Well replacing the lines they did not use any of my fluid as they said it was overfilled and they did not need to add any. I just found that out today since I called them back after looking at my fluid in the trunk. Could this possibly make it shift smoother and cleaner. I shift my man-umatic manually most of the time because I do a lot of city driving. I notice now after I turn the car off like to get gas or something and then start to go the 3 to 4 shift manually always had a little bump or thud to it but now that is gone (never thought too much about it just thought that is was normal or a characteristic). Could too much fluid cause that? I also wonder if overfilling could cause the crimps to seep on the cooling lines?


----------



## diesel (Jun 8, 2013)

jsusanka said:


> Well took my car to the dealer and they verified the crimps were seeping on the rubber lines of the transmission cooling lines. I just decided to have them replace them and hope it doesn't come back.. 250 for both lines installed out the door.
> 
> What is weird is that I brought some of my amsoil transmission fluid with me so they could top it off because I had the fluid changed at the dealer where I bought the car at around 35,000 or 20,000 miles ago with Amsoil.
> 
> Well replacing the lines they did not use any of my fluid as they said it was overfilled and they did not need to add any. I just found that out today since I called them back after looking at my fluid in the trunk. Could this possibly make it shift smoother and cleaner. I shift my man-umatic manually most of the time because I do a lot of city driving. I notice now after I turn the car off like to get gas or something and then start to go the 3 to 4 shift manually always had a little bump or thud to it but now that is gone (never thought too much about it just thought that is was normal or a characteristic). Could too much fluid cause that? I also wonder if overfilling could cause the crimps to seep on the cooling lines?

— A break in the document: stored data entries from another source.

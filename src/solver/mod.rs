//! Cross-course schedule search.
//!
//! [`ScheduleSolver`] enumerates every conflict-free combination of
//! course options by depth-first backtracking over the courses in the
//! order given. The order affects how early clashes are pruned, never
//! the set of schedules found.
//!
//! Infeasibility is not an error: a request with no valid timetable
//! yields an empty result.
//!
//! # Concurrency
//!
//! All search state lives in one [`Schedules`] value, so independent
//! solves never interfere. With [`SolverConfig::parallel`], each option
//! of the first course becomes its own search on the rayon pool and the
//! results are concatenated in branch order.

mod config;
mod search;

pub use config::SolverConfig;
pub use search::{SearchStats, Schedules};

use rayon::prelude::*;
use tracing::{debug, info};

use crate::error::{Result, ScheduleError};
use crate::models::{Course, Schedule};
use crate::validation::validate_courses;

/// Exhaustive backtracking solver.
///
/// # Example
///
/// ```
/// use u_timetable::models::{Course, DaySet, MeetingPattern, Section};
/// use u_timetable::solver::ScheduleSolver;
///
/// let mwf = DaySet::parse("MWF").unwrap();
/// let tr = DaySet::parse("TR").unwrap();
///
/// let math = Course::builder("MATH 1A")
///     .with_section(Section::new("001", "MATH 1A", "LEC")
///         .with_meeting(MeetingPattern::new(mwf, "9:00", "9:50").unwrap()))
///     .build()
///     .unwrap();
/// let chem = Course::builder("CHEM 1A")
///     .with_section(Section::new("001", "CHEM 1A", "LEC")
///         .with_meeting(MeetingPattern::new(tr, "9:00", "10:15").unwrap()))
///     .build()
///     .unwrap();
///
/// let courses = vec![math, chem];
/// let schedules = ScheduleSolver::new().solve(&courses);
/// assert_eq!(schedules.len(), 1);
/// assert_eq!(schedules[0].len(), 2);
/// ```
#[derive(Debug, Clone, Default)]
pub struct ScheduleSolver {
    config: SolverConfig,
}

impl ScheduleSolver {
    /// Creates a solver with the default (unlimited, sequential) config.
    pub fn new() -> Self {
        Self::default()
    }

    /// Sets the configuration.
    pub fn with_config(mut self, config: SolverConfig) -> Self {
        self.config = config;
        self
    }

    pub fn config(&self) -> &SolverConfig {
        &self.config
    }

    /// Lazy sequence of all schedules, ignoring the configured limit.
    pub fn iter<'a>(&self, courses: &'a [Course]) -> Schedules<'a> {
        Schedules::new(courses)
    }

    /// Enumerates schedules for `courses` in search order.
    ///
    /// Courses are assumed valid (see [`solve_checked`](Self::solve_checked)).
    /// Returns an empty vector if no conflict-free schedule exists, or if
    /// `courses` is empty.
    pub fn solve<'a>(&self, courses: &'a [Course]) -> Vec<Schedule<'a>> {
        let search = Schedules::new(courses);
        debug!(
            courses = courses.len(),
            options = ?search.option_counts(),
            parallel = self.config.parallel,
            "starting schedule search"
        );

        let limit = self.config.effective_limit();
        let (schedules, stats) = if self.config.parallel {
            solve_parallel(search, limit)
        } else {
            solve_sequential(search, limit)
        };

        info!(
            schedules = schedules.len(),
            nodes_explored = stats.nodes_explored,
            branches_pruned = stats.branches_pruned,
            limited = schedules.len() >= limit,
            "schedule search finished"
        );
        schedules
    }

    /// Validates `courses` as a group, then solves.
    ///
    /// # Errors
    /// `ScheduleError::Invalid` with every problem found.
    pub fn solve_checked<'a>(&self, courses: &'a [Course]) -> Result<Vec<Schedule<'a>>> {
        validate_courses(courses).map_err(ScheduleError::Invalid)?;
        Ok(self.solve(courses))
    }

    /// Number of schedules, honoring the configured limit.
    pub fn count(&self, courses: &[Course]) -> usize {
        Schedules::new(courses)
            .take(self.config.effective_limit())
            .count()
    }
}

fn solve_sequential(mut search: Schedules<'_>, limit: usize) -> (Vec<Schedule<'_>>, SearchStats) {
    let schedules = search.by_ref().take(limit).collect();
    (schedules, search.stats())
}

fn solve_parallel(search: Schedules<'_>, limit: usize) -> (Vec<Schedule<'_>>, SearchStats) {
    let branches = search.split_first();
    let wave = rayon::current_num_threads().max(1);
    debug!(branches = branches.len(), wave, "searching top-level branches in parallel");

    let mut stats = SearchStats::default();
    let mut schedules = Vec::new();
    let mut pending = branches.into_iter();

    // Branches run a wave at a time, in order. Each branch only needs what
    // is still missing from the prefix, and no later wave starts once it is full.
    while schedules.len() < limit {
        let batch: Vec<_> = pending.by_ref().take(wave).collect();
        if batch.is_empty() {
            break;
        }
        let remaining = limit - schedules.len();
        let results: Vec<_> = batch
            .into_par_iter()
            .map(|branch| solve_sequential(branch, remaining))
            .collect();

        for (found, branch_stats) in results {
            stats.merge(branch_stats);
            schedules.extend(found);
        }
    }
    schedules.truncate(limit);
    (schedules, stats)
}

I would think that overfilling would cause higher internal pressers which could cause harsher shifts. I think the lines will seep regardless. "They all do that"


----------



## NHRA (Oct 12, 2014)

jsusanka said:


> Well took my car to the dealer and they verified the crimps were seeping on the rubber lines of the transmission cooling lines. I just decided to have them replace them and hope it doesn't come back.. 250 for both lines installed out the door.
> 
> What is weird is that I brought some of my amsoil transmission fluid with me so they could top it off because I had the fluid changed at the dealer where I bought the car at around 35,000 or 20,000 miles ago with Amsoil.
> 
> Well replacing the lines they did not use any of my fluid as they said it was overfilled and they did not need to add any. I just found that out today since I called them back after looking at my fluid in the trunk. Could this possibly make it shift smoother and cleaner. I shift my man-umatic manually most of the time because I do a lot of city driving. I notice now after I turn the car off like to get gas or something and then start to go the 3 to 4 shift manually always had a little bump or thud to it but now that is gone (never thought too much about it just thought that is was normal or a characteristic). Could too much fluid cause that? I also wonder if overfilling could cause the crimps to seep on the cooling lines?

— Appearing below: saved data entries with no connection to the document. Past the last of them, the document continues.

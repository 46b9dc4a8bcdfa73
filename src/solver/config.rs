//! Solver configuration.

use serde::{Deserialize, Serialize};

/// Controls how many schedules are produced and how the search runs.
///
/// Neither setting changes *which* schedules come back: a limited run
/// returns exactly the first `limit` schedules of the unlimited order,
/// and a parallel run returns the same sequence as a sequential one.
#[derive(Debug, Clone, Default, PartialEq, Eq, Serialize, Deserialize)]
#[serde(default)]
pub struct SolverConfig {
    /// Stop after this many schedules. `None` = enumerate all.
    pub limit: Option<usize>,
    /// Fan the first course's options out across the rayon thread pool.
    pub parallel: bool,
}

impl SolverConfig {
    /// Unlimited, sequential.
    pub fn new() -> Self {
        Self::default()
    }

    /// Caps the number of schedules returned.
    pub fn with_limit(mut self, limit: usize) -> Self {
        self.limit = Some(limit);
        self
    }

    /// Enables or disables top-level parallel search.
    pub fn with_parallel(mut self, parallel: bool) -> Self {
        self.parallel = parallel;
        self
    }

    /// Effective cap (`usize::MAX` when unlimited).
    pub(crate) fn effective_limit(&self) -> usize {
        self.limit.unwrap_or(usize::MAX)
    }
}

#[cfg(test)]
mod tests {
    use super::*;

    #[test]
    fn test_builder() {
        let config = SolverConfig::new().with_limit(10).with_parallel(true);
        assert_eq!(config.limit, Some(10));
        assert!(config.parallel);
        assert_eq!(config.effective_limit(), 10);
        assert_eq!(SolverConfig::default().effective_limit(), usize::MAX);
    }

    #[test]
    fn test_deserialize_partial() {
        let config: SolverConfig = serde_json::from_str(r#"{"limit": 25}"#).unwrap();
        assert_eq!(config, SolverConfig::new().with_limit(25));

        let config: SolverConfig = serde_json::from_str("{}").unwrap();
        assert_eq!(config, SolverConfig::default());
    }
}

$250 is half of what my dealer wanted to charge me when mine were leaking. I would be concerned that your dealer did not check the fluid level properly if they said it was overfilled. I would check back with them and have them describe the process in how they determined this. 1/2 half quart minimum needs to be added after draining from the small plug is pulled to let out any excess fluid. They would of had to remove the small plug and release any fluid untill it stops draining (after it reaches full operating temp) then add 1/2 half a quart.


----------



## jsusanka (Jan 31, 2011)

Yeah too bad we can't trust the own manufacturer's dealers to properly service a car. I have seen a few videos on how to check and fill it I figured they had some secret dealer manufacturer way of checking it without having to waste fluid.

I had the transmission fluid changed and flushed at around 35,000 miles at the dealer where I bought the car and they were glad to use my Amsoil transmission fluid I brought with me. I have never touched it so I guess they overfilled it if that is possible. It does seem to shift a little better and like I said when I stop the car for a little bit and restart and go while they car is warm the 3 to 4 clunk is gone when I am shifting manually. I chose a different dealer this time because they had a shuttle to my work and it is closer to my work. 

I will probably get the fluid the changed around the 60,000 mile mark again since I have some more Amsoil transmission fluid I bought with a gift card I had from xmas. I am currently at 55,000 miles. I just have to get a few more quarts. 

I may go somewhere different to have it done other than a GM dealer. I don't know.


----------